Buondì.
I was a revolting teenager, or a revolutionary one, depending on who you ask.
But those were the Thatcher years: mass unemployment, the miners’ strike, and so on. Some of my peers dreamed of being accountants, but my career goals involved facilitating the collapse of capitalism and helping with the construction of whatever, fairer system would succeed it.
As predicted by my uncle, himself a revolutionary youth in his university days (now a Brexiter), I grew out of it in a few years. Though not until my left-leaning career decisions had basically condemned me to sit out the next two decades of raging economic growth, while my mates from school got ever richer.
All’s well that ends well, I suppose. And my wife-to-be had a thing for hairy radicals, which was some compensation. Anyway, I was reminded of my teenage insurrectionary leanings while preparing our newest ‘easy Italian reader ebook’ for publication.
“Get the arms, Luigi, we’re going to town to fight for our rights as workers!”
Those where the days – there would soon be justice and equality, for all!

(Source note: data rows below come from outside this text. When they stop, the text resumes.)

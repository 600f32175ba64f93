// FAT32 fixed-metadata formatting: boot sectors, FSInfo, FAT headers

mod context;
mod directory;
mod format;
mod types;
mod verify;

pub use context::Fat32Context;
pub use directory::{write_bootstrap_dirs, BOOTSTRAP_DIR_NAME};
pub use format::{format_fat32, min_sectors, FormatOptions, BOOTSTRAP_CLUSTER};
pub use types::{
    media_eoc, DirEntry, FatTimestamp, FsInfo, VolumeBootRecord, ATTR_ARCHIVE, ATTR_DIRECTORY,
    ATTR_HIDDEN, ATTR_READ_ONLY, ATTR_SYSTEM, ATTR_VOLUME_ID, FAT_EOC, FAT_EOC_MIN,
    FAT_SIZE_SECTORS, MEDIA_DESCRIPTOR, RESERVED_SECTORS,
};
pub use verify::verify_fat32;
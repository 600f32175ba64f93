use std::fs::OpenOptions;
use std::path::PathBuf;

use anyhow::{anyhow, Context, Result};
use clap::Parser;
use diskforge_core::{create_image, layout_image, verify_gpt, ImagePlan};
use gpt_disk_io::BlockIoAdapter;
use gpt_disk_types::BlockSize;

use crate::identifier_rng;

/// EFI System Partition size
pub const ESP_BYTES: u64 = 100 * 1024 * 1024;
/// Data partition size
pub const DATA_BYTES: u64 = 360 * 1024 * 1024;

#[derive(Debug, Parser)]
#[command(
    name = "mkdi",
    version,
    about = "Create a disk image with a protective MBR, a GPT, an ESP and a data partition"
)]
pub struct MkdiArgs {
    /// Image file to create (truncated if it exists), or a block device
    pub output: PathBuf,

    /// Seed for disk and partition identifiers instead of the clock
    #[arg(long)]
    pub seed: Option<u64>,
}

/// Create `args.output` and partition it, then read the tables back.
pub fn run(args: &MkdiArgs) -> Result<ImagePlan> {
    let plan = layout_image(ESP_BYTES, DATA_BYTES).map_err(|err| anyhow!("layout: {}", err))?;
    tracing::info!(
        path = %args.output.display(),
        total_blocks = plan.total_blocks,
        "creating image"
    );

    let mut file = OpenOptions::new()
        .read(true)
        .write(true)
        .create(true)
        .truncate(true)
        .open(&args.output)
        .with_context(|| format!("failed to create {}", args.output.display()))?;
    // block devices keep their size; create_image rejects one that is too small
    let metadata = file
        .metadata()
        .with_context(|| format!("failed to stat {}", args.output.display()))?;
    if metadata.is_file() {
        file.set_len(plan.total_bytes())
            .with_context(|| format!("failed to size {}", args.output.display()))?;
    }

    let mut rng = identifier_rng(args.seed);
    let mut block_io = BlockIoAdapter::new(&mut file, BlockSize::BS_512);

    let header = create_image(&mut block_io, &plan, &mut rng)
        .map_err(|err| anyhow!("writing partition tables: {}", err))?;
    let summary =
        verify_gpt(&mut block_io).map_err(|err| anyhow!("partition table check: {}", err))?;

    if summary.disk_guid != header.disk_guid {
        return Err(anyhow!(
            "partition table check: read back disk identifier {} but wrote {}",
            summary.disk_guid,
            header.disk_guid
        ));
    }

    tracing::info!(
        disk_guid = %summary.disk_guid,
        esp_start = plan.esp_start,
        data_start = plan.data_start,
        "image ready"
    );
    Ok(plan)
}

Though in this case we’re in fourteenth-century Firenze, rather than late twentieth-century Britain.
‘Tumulto a Firenze‘ is set during the wool-workers’ revolt (they were known as ‘ciompi’ – Google it), and heady stuff it is, too. Crowds of oppressed workers invade the city; after the inital confusion the authorities begin to crack down; ringleaders are arrested and made an example of. There’s even a romantic subplot – what more could you want?

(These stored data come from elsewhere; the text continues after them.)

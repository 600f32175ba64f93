// Bootstrap directory entries: "EFI" in the root, "." and ".." inside it

use gpt_disk_io::BlockIo;

use super::super::{Fat32Error, FormatStage};
use super::context::Fat32Context;
use super::format::update_block;
use super::types::{DirEntry, FatTimestamp, DIR_ENTRY_SIZE};

pub const BOOTSTRAP_DIR_NAME: [u8; 11] = *b"EFI        ";
pub const DOT_NAME: [u8; 11] = *b".          ";
pub const DOTDOT_NAME: [u8; 11] = *b"..         ";

fn put_entry(sector: &mut [u8], slot: usize, entry: &DirEntry) {
    let offset = slot * DIR_ENTRY_SIZE;
    sector[offset..offset + DIR_ENTRY_SIZE].copy_from_slice(&entry.to_bytes());
}

/// Link a single-cluster subdirectory at `cluster` into the root.
///
/// The FAT already marks `cluster` as a one-cluster chain. ".." stores
/// cluster 0, which is how FAT32 refers to the root from a first-level
/// directory.
pub fn write_bootstrap_dirs<B: BlockIo>(
    block_io: &mut B,
    ctx: &Fat32Context,
    cluster: u32,
    stamp: FatTimestamp,
) -> Result<(), Fat32Error> {
    let efi = DirEntry::directory(BOOTSTRAP_DIR_NAME, cluster, stamp);
    update_block(
        block_io,
        ctx.cluster_to_lba(ctx.root_cluster),
        FormatStage::RootDirectory,
        |sector| put_entry(sector, 0, &efi),
    )?;

    let dot = DirEntry::directory(DOT_NAME, cluster, stamp);
    let dotdot = DirEntry::directory(DOTDOT_NAME, 0, stamp);
    update_block(
        block_io,
        ctx.cluster_to_lba(cluster),
        FormatStage::BootstrapDirectory,
        |sector| {
            put_entry(sector, 0, &dot);
            put_entry(sector, 1, &dotdot);
        },
    )?;

    tracing::info!(cluster, "wrote bootstrap directory");
    Ok(())
}

#[cfg(test)]
mod tests {
    use super::*;
    use crate::fs::fat32_ops::format::{format_fat32, FormatOptions};
    use crate::fs::fat32_ops::types::ATTR_DIRECTORY;
    use alloc::vec;
    use gpt_disk_io::BlockIoAdapter;
    use gpt_disk_types::BlockSize;

    fn entry_at(buf: &[u8], lba: u64, slot: usize) -> DirEntry {
        let offset = lba as usize * 512 + slot * DIR_ENTRY_SIZE;
        let mut raw = [0u8; DIR_ENTRY_SIZE];
        raw.copy_from_slice(&buf[offset..offset + DIR_ENTRY_SIZE]);
        DirEntry::from_bytes(&raw)
    }

    #[test]
    fn test_bootstrap_entries() {
        let mut buf = vec![0u8; 6000 * 512];
        let stamp = FatTimestamp::new(2024, 3, 15, 13, 45, 30);
        let options = FormatOptions {
            bootstrap_dirs: true,
            timestamp: stamp,
        };
        let ctx = format_fat32(
            &mut BlockIoAdapter::new(buf.as_mut_slice(), BlockSize::BS_512),
            2048,
            3000,
            &options,
        )
        .unwrap();

        let root = ctx.cluster_to_lba(2);
        let efi = entry_at(&buf, root, 0);
        assert_eq!(efi.name, BOOTSTRAP_DIR_NAME);
        assert_eq!(efi.attr, ATTR_DIRECTORY);
        assert_eq!(efi.first_cluster(), 3);
        assert_eq!(efi.write_time, stamp.fat_time());
        assert_eq!(efi.create_date, stamp.fat_date());
        assert!(entry_at(&buf, root, 1).is_free());

        let sub = ctx.cluster_to_lba(3);
        let dot = entry_at(&buf, sub, 0);
        let dotdot = entry_at(&buf, sub, 1);
        assert_eq!(dot.name, DOT_NAME);
        assert_eq!(dot.first_cluster(), 3);
        assert_eq!(dotdot.name, DOTDOT_NAME);
        assert_eq!(dotdot.first_cluster(), 0);
        assert_eq!(dotdot.attr, ATTR_DIRECTORY);
    }

    #[test]
    fn test_disabled_by_option() {
        let mut buf = vec![0u8; 6000 * 512];
        let options = FormatOptions {
            bootstrap_dirs: false,
            timestamp: FatTimestamp::EPOCH,
        };
        let ctx = format_fat32(
            &mut BlockIoAdapter::new(buf.as_mut_slice(), BlockSize::BS_512),
            2048,
            3000,
            &options,
        )
        .unwrap();
        assert!(entry_at(&buf, ctx.cluster_to_lba(2), 0).is_free());
        assert!(entry_at(&buf, ctx.cluster_to_lba(3), 0).is_free());
    }
}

N.b. This one is rather advanced – we’ve rated it at C1/C2 – and for that reason the glossaries are Italian-Italian, not Italian-English as in the lower-level ebooks.

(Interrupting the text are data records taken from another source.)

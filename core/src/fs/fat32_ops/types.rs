// FAT32 on-disk structures

use crate::disk::{ALIGNMENT_LBA, BLOCK_SIZE};
use crate::fs::FatWidth;

pub const BYTES_PER_SECTOR: u16 = BLOCK_SIZE as u16;
pub const SECTORS_PER_CLUSTER: u8 = 1;
pub const RESERVED_SECTORS: u16 = 32;
pub const NUM_FATS: u8 = 2;
pub const MEDIA_DESCRIPTOR: u8 = 0xF8;
/// Reserved sectors and both FATs fill exactly one alignment unit
pub const FAT_SIZE_SECTORS: u32 =
    (ALIGNMENT_LBA as u32 - RESERVED_SECTORS as u32) / NUM_FATS as u32;
pub const ROOT_CLUSTER: u32 = 2;
pub const FSINFO_SECTOR: u16 = 1;
pub const BACKUP_BOOT_SECTOR: u16 = 6;
pub const HIDDEN_SECTORS: u32 = ALIGNMENT_LBA as u32;
pub const DRIVE_NUMBER: u8 = 0x80;
pub const EXTENDED_BOOT_SIGNATURE: u8 = 0x29;
pub const JUMP_BOOT: [u8; 3] = [0xEB, 0x58, 0x90];
pub const OEM_NAME: [u8; 8] = *b"DSKFORGE";
pub const VOLUME_LABEL: [u8; 11] = *b"NO NAME    ";
pub const BOOT_SIGNATURE: u16 = 0xAA55;

pub const FSINFO_LEAD_SIGNATURE: u32 = 0x4161_5252;
pub const FSINFO_STRUCT_SIGNATURE: u32 = 0x6141_7272;
pub const FSINFO_TRAIL_SIGNATURE: u32 = 0xAA55_0000;
/// Free count / next free value meaning "not known"
pub const FSINFO_UNKNOWN: u32 = 0xFFFF_FFFF;

/// Smallest value that ends a cluster chain
pub const FAT_EOC_MIN: u32 = 0x0FFF_FFF8;
pub const FAT_EOC: u32 = 0x0FFF_FFFF;
pub const FAT_ENTRY_MASK: u32 = 0x0FFF_FFFF;

/// End-of-chain value carrying the media descriptor in its low byte
pub const fn media_eoc(media: u8) -> u32 {
    0x0FFF_FF00 | media as u32
}

pub const ATTR_READ_ONLY: u8 = 0x01;
pub const ATTR_HIDDEN: u8 = 0x02;
pub const ATTR_SYSTEM: u8 = 0x04;
pub const ATTR_VOLUME_ID: u8 = 0x08;
pub const ATTR_DIRECTORY: u8 = 0x10;
pub const ATTR_ARCHIVE: u8 = 0x20;

pub const DIR_ENTRY_SIZE: usize = 32;

pub(crate) fn le_u16_at(b: &[u8], offset: usize) -> u16 {
    u16::from_le_bytes([b[offset], b[offset + 1]])
}

pub(crate) fn le_u32_at(b: &[u8], offset: usize) -> u32 {
    u32::from_le_bytes([b[offset], b[offset + 1], b[offset + 2], b[offset + 3]])
}

/// FAT32 boot sector (BPB + extended BPB)
#[derive(Debug, Clone, Copy, PartialEq, Eq)]
pub struct VolumeBootRecord {
    pub jump_boot: [u8; 3],
    pub oem_name: [u8; 8],
    pub bytes_per_sector: u16,
    pub sectors_per_cluster: u8,
    pub reserved_sectors: u16,
    pub num_fats: u8,
    pub root_entry_count: u16,
    pub total_sectors_16: u16,
    pub media: u8,
    pub fat_size_16: u16,
    pub sectors_per_track: u16,
    pub num_heads: u16,
    pub hidden_sectors: u32,
    pub total_sectors_32: u32,
    pub fat_size_32: u32,
    pub ext_flags: u16,
    pub fs_version: u16,
    pub root_cluster: u32,
    pub fs_info_sector: u16,
    pub backup_boot_sector: u16,
    pub drive_number: u8,
    pub boot_signature: u8,
    pub volume_id: u32,
    pub volume_label: [u8; 11],
    pub fs_type: [u8; 8],
    pub signature: u16,
}

impl VolumeBootRecord {
    /// Boot sector for a volume of `total_sectors` with the fixed geometry above.
    pub fn new(width: FatWidth, total_sectors: u32) -> Self {
        Self {
            jump_boot: JUMP_BOOT,
            oem_name: OEM_NAME,
            bytes_per_sector: BYTES_PER_SECTOR,
            sectors_per_cluster: SECTORS_PER_CLUSTER,
            reserved_sectors: RESERVED_SECTORS,
            num_fats: NUM_FATS,
            root_entry_count: 0,
            total_sectors_16: 0,
            media: MEDIA_DESCRIPTOR,
            fat_size_16: 0,
            sectors_per_track: 0,
            num_heads: 0,
            hidden_sectors: HIDDEN_SECTORS,
            total_sectors_32: total_sectors,
            fat_size_32: FAT_SIZE_SECTORS,
            ext_flags: 0,
            fs_version: 0,
            root_cluster: ROOT_CLUSTER,
            fs_info_sector: FSINFO_SECTOR,
            backup_boot_sector: BACKUP_BOOT_SECTOR,
            drive_number: DRIVE_NUMBER,
            boot_signature: EXTENDED_BOOT_SIGNATURE,
            volume_id: 0,
            volume_label: VOLUME_LABEL,
            fs_type: width.label(),
            signature: BOOT_SIGNATURE,
        }
    }

    pub fn to_bytes(&self) -> [u8; BLOCK_SIZE] {
        let mut bs = [0u8; BLOCK_SIZE];
        bs[0..3].copy_from_slice(&self.jump_boot);
        bs[3..11].copy_from_slice(&self.oem_name);
        bs[11..13].copy_from_slice(&self.bytes_per_sector.to_le_bytes());
        bs[13] = self.sectors_per_cluster;
        bs[14..16].copy_from_slice(&self.reserved_sectors.to_le_bytes());
        bs[16] = self.num_fats;
        bs[17..19].copy_from_slice(&self.root_entry_count.to_le_bytes());
        bs[19..21].copy_from_slice(&self.total_sectors_16.to_le_bytes());
        bs[21] = self.media;
        bs[22..24].copy_from_slice(&self.fat_size_16.to_le_bytes());
        bs[24..26].copy_from_slice(&self.sectors_per_track.to_le_bytes());
        bs[26..28].copy_from_slice(&self.num_heads.to_le_bytes());
        bs[28..32].copy_from_slice(&self.hidden_sectors.to_le_bytes());
        bs[32..36].copy_from_slice(&self.total_sectors_32.to_le_bytes());
        bs[36..40].copy_from_slice(&self.fat_size_32.to_le_bytes());
        bs[40..42].copy_from_slice(&self.ext_flags.to_le_bytes());
        bs[42..44].copy_from_slice(&self.fs_version.to_le_bytes());
        bs[44..48].copy_from_slice(&self.root_cluster.to_le_bytes());
        bs[48..50].copy_from_slice(&self.fs_info_sector.to_le_bytes());
        bs[50..52].copy_from_slice(&self.backup_boot_sector.to_le_bytes());
        // 52..64 reserved
        bs[64] = self.drive_number;
        bs[66] = self.boot_signature;
        bs[67..71].copy_from_slice(&self.volume_id.to_le_bytes());
        bs[71..82].copy_from_slice(&self.volume_label);
        bs[82..90].copy_from_slice(&self.fs_type);
        bs[510..512].copy_from_slice(&self.signature.to_le_bytes());
        bs
    }

    pub fn from_bytes(bs: &[u8; BLOCK_SIZE]) -> Self {
        let mut jump_boot = [0u8; 3];
        jump_boot.copy_from_slice(&bs[0..3]);
        let mut oem_name = [0u8; 8];
        oem_name.copy_from_slice(&bs[3..11]);
        let mut volume_label = [0u8; 11];
        volume_label.copy_from_slice(&bs[71..82]);
        let mut fs_type = [0u8; 8];
        fs_type.copy_from_slice(&bs[82..90]);

        Self {
            jump_boot,
            oem_name,
            bytes_per_sector: le_u16_at(bs, 11),
            sectors_per_cluster: bs[13],
            reserved_sectors: le_u16_at(bs, 14),
            num_fats: bs[16],
            root_entry_count: le_u16_at(bs, 17),
            total_sectors_16: le_u16_at(bs, 19),
            media: bs[21],
            fat_size_16: le_u16_at(bs, 22),
            sectors_per_track: le_u16_at(bs, 24),
            num_heads: le_u16_at(bs, 26),
            hidden_sectors: le_u32_at(bs, 28),
            total_sectors_32: le_u32_at(bs, 32),
            fat_size_32: le_u32_at(bs, 36),
            ext_flags: le_u16_at(bs, 40),
            fs_version: le_u16_at(bs, 42),
            root_cluster: le_u32_at(bs, 44),
            fs_info_sector: le_u16_at(bs, 48),
            backup_boot_sector: le_u16_at(bs, 50),
            drive_number: bs[64],
            boot_signature: bs[66],
            volume_id: le_u32_at(bs, 67),
            volume_label,
            fs_type,
            signature: le_u16_at(bs, 510),
        }
    }
}

/// FAT32 FSInfo sector
#[derive(Debug, Clone, Copy, PartialEq, Eq)]
pub struct FsInfo {
    pub lead_signature: u32,
    pub struct_signature: u32,
    pub free_count: u32,
    pub next_free: u32,
    pub trail_signature: u32,
}

impl FsInfo {
    /// Free count and next-free hint left unknown.
    pub const fn unknown() -> Self {
        Self {
            lead_signature: FSINFO_LEAD_SIGNATURE,
            struct_signature: FSINFO_STRUCT_SIGNATURE,
            free_count: FSINFO_UNKNOWN,
            next_free: FSINFO_UNKNOWN,
            trail_signature: FSINFO_TRAIL_SIGNATURE,
        }
    }

    pub fn to_bytes(&self) -> [u8; BLOCK_SIZE] {
        let mut fs = [0u8; BLOCK_SIZE];
        fs[0..4].copy_from_slice(&self.lead_signature.to_le_bytes());
        fs[484..488].copy_from_slice(&self.struct_signature.to_le_bytes());
        fs[488..492].copy_from_slice(&self.free_count.to_le_bytes());
        fs[492..496].copy_from_slice(&self.next_free.to_le_bytes());
        fs[508..512].copy_from_slice(&self.trail_signature.to_le_bytes());
        fs
    }

    pub fn from_bytes(fs: &[u8; BLOCK_SIZE]) -> Self {
        Self {
            lead_signature: le_u32_at(fs, 0),
            struct_signature: le_u32_at(fs, 484),
            free_count: le_u32_at(fs, 488),
            next_free: le_u32_at(fs, 492),
            trail_signature: le_u32_at(fs, 508),
        }
    }

    pub fn has_valid_signatures(&self) -> bool {
        self.lead_signature == FSINFO_LEAD_SIGNATURE
            && self.struct_signature == FSINFO_STRUCT_SIGNATURE
            && self.trail_signature == FSINFO_TRAIL_SIGNATURE
    }
}

/// Calendar time as stored in directory entries (2-second resolution).
#[derive(Debug, Clone, Copy, PartialEq, Eq)]
pub struct FatTimestamp {
    pub year: u16,
    pub month: u8,
    pub day: u8,
    pub hour: u8,
    pub minute: u8,
    pub second: u8,
}

impl FatTimestamp {
    /// 1980-01-01 00:00:00, the earliest representable time
    pub const EPOCH: Self = Self {
        year: 1980,
        month: 1,
        day: 1,
        hour: 0,
        minute: 0,
        second: 0,
    };

    /// A leap second (60) is stored as 59.
    pub const fn new(year: u16, month: u8, day: u8, hour: u8, minute: u8, second: u8) -> Self {
        Self {
            year,
            month,
            day,
            hour,
            minute,
            second: if second > 59 { 59 } else { second },
        }
    }

    /// UTC calendar time for `secs` since 1970-01-01. Anything before 1980
    /// is pinned to [`Self::EPOCH`].
    pub fn from_unix_seconds(secs: u64) -> Self {
        let days = secs / 86_400;
        let rem = secs % 86_400;
        let (year, month, day) = days_to_date(days);
        if year < 1980 {
            return Self::EPOCH;
        }
        Self::new(
            year.min(1980 + 127),
            month,
            day,
            (rem / 3600) as u8,
            ((rem % 3600) / 60) as u8,
            (rem % 60) as u8,
        )
    }

    /// hour:5 | minute:6 | seconds/2:5
    pub const fn fat_time(&self) -> u16 {
        ((self.hour as u16) << 11) | ((self.minute as u16) << 5) | (self.second as u16 / 2)
    }

    /// (year - 1980):7 | month:4 | day:5
    pub const fn fat_date(&self) -> u16 {
        ((self.year.saturating_sub(1980) & 0x7F) << 9)
            | ((self.month as u16) << 5)
            | (self.day as u16)
    }
}

fn is_leap_year(year: u16) -> bool {
    (year % 4 == 0 && year % 100 != 0) || year % 400 == 0
}

fn days_in_month(month: u8, year: u16) -> u8 {
    match month {
        2 if is_leap_year(year) => 29,
        2 => 28,
        4 | 6 | 9 | 11 => 30,
        _ => 31,
    }
}

fn days_to_date(days: u64) -> (u16, u8, u8) {
    let mut year = 1970u16;
    let mut remaining = days;

    loop {
        let days_in_year = if is_leap_year(year) { 366 } else { 365 };
        if remaining < days_in_year || year == u16::MAX {
            break;
        }
        remaining -= days_in_year;
        year += 1;
    }

    let mut month = 1u8;
    while month < 12 {
        let dim = days_in_month(month, year) as u64;
        if remaining < dim {
            break;
        }
        remaining -= dim;
        month += 1;
    }

    (year, month, (remaining as u8).saturating_add(1))
}

/// 32-byte short-name directory entry
#[derive(Debug, Clone, Copy, PartialEq, Eq)]
pub struct DirEntry {
    pub name: [u8; 11],
    pub attr: u8,
    pub nt_reserved: u8,
    pub create_time_tenth: u8,
    pub create_time: u16,
    pub create_date: u16,
    pub last_access_date: u16,
    pub first_cluster_high: u16,
    pub write_time: u16,
    pub write_date: u16,
    pub first_cluster_low: u16,
    pub file_size: u32,
}

impl DirEntry {
    pub const fn empty() -> Self {
        Self {
            name: [0; 11],
            attr: 0,
            nt_reserved: 0,
            create_time_tenth: 0,
            create_time: 0,
            create_date: 0,
            last_access_date: 0,
            first_cluster_high: 0,
            write_time: 0,
            write_date: 0,
            first_cluster_low: 0,
            file_size: 0,
        }
    }

    /// Directory entry named `name` (already in 8.3 padded form).
    pub fn directory(name: [u8; 11], first_cluster: u32, stamp: FatTimestamp) -> Self {
        let mut entry = Self::empty();
        entry.name = name;
        entry.attr = ATTR_DIRECTORY;
        entry.set_first_cluster(first_cluster);
        entry.create_time = stamp.fat_time();
        entry.create_date = stamp.fat_date();
        entry.last_access_date = stamp.fat_date();
        entry.write_time = stamp.fat_time();
        entry.write_date = stamp.fat_date();
        entry
    }

    pub fn first_cluster(&self) -> u32 {
        ((self.first_cluster_high as u32) << 16) | self.first_cluster_low as u32
    }

    pub fn set_first_cluster(&mut self, cluster: u32) {
        self.first_cluster_high = (cluster >> 16) as u16;
        self.first_cluster_low = (cluster & 0xFFFF) as u16;
    }

    pub fn is_free(&self) -> bool {
        self.name[0] == 0x00 || self.name[0] == 0xE5
    }

    pub fn to_bytes(&self) -> [u8; DIR_ENTRY_SIZE] {
        let mut b = [0u8; DIR_ENTRY_SIZE];
        b[0..11].copy_from_slice(&self.name);
        b[11] = self.attr;
        b[12] = self.nt_reserved;
        b[13] = self.create_time_tenth;
        b[14..16].copy_from_slice(&self.create_time.to_le_bytes());
        b[16..18].copy_from_slice(&self.create_date.to_le_bytes());
        b[18..20].copy_from_slice(&self.last_access_date.to_le_bytes());
        b[20..22].copy_from_slice(&self.first_cluster_high.to_le_bytes());
        b[22..24].copy_from_slice(&self.write_time.to_le_bytes());
        b[24..26].copy_from_slice(&self.write_date.to_le_bytes());
        b[26..28].copy_from_slice(&self.first_cluster_low.to_le_bytes());
        b[28..32].copy_from_slice(&self.file_size.to_le_bytes());
        b
    }

    pub fn from_bytes(b: &[u8; DIR_ENTRY_SIZE]) -> Self {
        let mut name = [0u8; 11];
        name.copy_from_slice(&b[0..11]);
        Self {
            name,
            attr: b[11],
            nt_reserved: b[12],
            create_time_tenth: b[13],
            create_time: le_u16_at(b, 14),
            create_date: le_u16_at(b, 16),
            last_access_date: le_u16_at(b, 18),
            first_cluster_high: le_u16_at(b, 20),
            write_time: le_u16_at(b, 22),
            write_date: le_u16_at(b, 24),
            first_cluster_low: le_u16_at(b, 26),
            file_size: le_u32_at(b, 28),
        }
    }
}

As always, there’s a free sample chapter (.pdf) to look at, so you can decide if this new material is for you. And also as always, this first week, ‘Tumulto a Firenze’ is 25% off the usual easy reader ebook price, so just £5.99.
NEW THIS WEEK, TOO, is the ebook version of our recently-concluded summer series of free articles with audio, ‘La storia di Roma‘. Though why would you pay for something that is anyway free on the club website?
Well, perhaps you’d like the Kindle or .epub version, which you can read offline on your ebook reader?
Or maybe you like to print things to study, in the old-fashioned way? In which case, accessing each of the thirty articles on the website and formatting them yourself so they print nicely is of course an option.
But paying £5.99 for a ready-made .pdf might well be a better one.
Check out the free sample chapters (.pdf), plural because, with thirty chapters rather than the usual eight, we want you to see just how much is in this ebook!
What it doesn’t have, however, is the usual end-of-each-chapter exercises to check your understanding. And there are no glossaries in this one, either.
Why not? Because the ebook is already over ninety A4 pages in length. Adding glossaries and exercises would double that, and be expensive. And the point of publishing the series of articles as an ebook is to cover some of the cost of writing and producing it, rather than add to them.
Così. Here are those links again:
‘Tumulto a Firenze‘, just £5.99 | free sample chapter (.pdf)
‘La storia di Roma‘, just £5.99 | free sample chapters (.pdf)
Too hard for you?
Both ebooks are difficult, it’s true. But there’s a lot aimed at beginner and lower-level students of Italian in our online shop.
The easiest way to find something that might be just perfect for you is to browse our Catalog, which has links to each title and to the respective free sample chapters.
A mercoledì, allora.
P.S.
Saturday’s bulletin of ‘easy’ Italian news has an interesting explanation regarding the referendum.
What referendum? Italians are voting (yesterday and today) on whether to reduce the number of deputies and senators in their parliament. I think they should, though don’t have a vote as I’m not a citizeen. My daughter thinks they shouldn’t, and does, as she is. Watch this space to see how the family feud plays out.
There’s also a piece on Garibaldi, who was a biscuit when I was a lad, but I now learn was one of the most important figures in the Italian ‘risorgimento’ (if you don’t know what that is, look out for our summer series, in 2022), a general, and a poet to boot!
Bet his poems were better than mine. He was certainly a more successful revolutionary!